- Directed by: Martín Garrido Barón
- Written by: Martín Garrido
- Produced by: Mark Albela Denise O'Dell
- Starring: Raquel Arenas Alejo Sauras Antonio Mayans
- Cinematography: Sergio Delgado
- Edited by: Samuel Gómez
- Music by: Gaby Jamieson José Sánchez-Sanz
- Production company: Kanzaman
- Distributed by: Aurum Producciones Kanzaman
- Release date: 29 April 2005;
- Running time: 92 minutes
- Country: Spain
- Language: Spanish
- Budget: € 1.2 Million

= H6: Diary of a Serial Killer =

H6: Diary of a Serial Killer is a 2006 Spanish horror film directed by Martín Garrido Barón and was written by Martín Garrido.

==Plot==
H6 tells the story of Antonio Frau, a serial killer set free after serving 25 years in jail for the violent murder of his girlfriend.
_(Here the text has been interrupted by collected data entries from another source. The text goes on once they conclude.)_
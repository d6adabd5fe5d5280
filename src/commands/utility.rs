use crate::error::AppResult;
use crate::state::AppState;
use axum::{extract::State, Json};
use serde_json::{json, Value};

pub async fn health(State(state): State<AppState>) -> AppResult<Json<Value>> {
    let db_ok = sqlx::query_scalar::<_, i32>("SELECT 1")
        .fetch_one(&state.pool)
        .await
        .is_ok();

    Ok(Json(json!({
        "status": "ok",
        "database": if db_ok { "up" } else { "down" },
    })))
}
After inheriting an old motel from a relative he never knew, he sees this as a signal and takes to his holy task of relieving the grief of those who have lost the will to live. He takes his victims to room Number 6 in the motel where he 'purifies' them, while, at the same time, continues his everyday life next to his wife. A mistake leads to his arrest, and his plan to become rich and famous takes relevance.

==Cast==
- Fernando Acaso as Antonio Frau
- Ángel Alarcón	as Francisca's Father
- Raquel Arenas as Rosa
- Ruperto Ares as Pablo
- María José Bausá as Francisca
- Ramón Del Pomar as Curro
- Miquel Fernandez as Antonio Frau
- Martín Garrido as Miguel Oliver
- Antonio Mayans as Dr. Planas
- Sonia Moreno as Tina
- Xènia Reguant as Marisa
- Mark San Juan	as Peralta
- Alejo Sauras as Cristóbal
- Elena Seguí as Soledad Mendez
- Miquel Sitjar as Flores

==Release==
The film premiered on 29 April 2005 as part of the Málaga Film Festival. It was on 3 November 2005 part of the San Sebastián Horror and Fantasy Film Festival and the renovated Festival de Cine Negro de Manresa on 19 November 2005. H6 had a theatrical release in Spain on 7 July 2006 and was in the United States released as direct to video on 21 November 2006.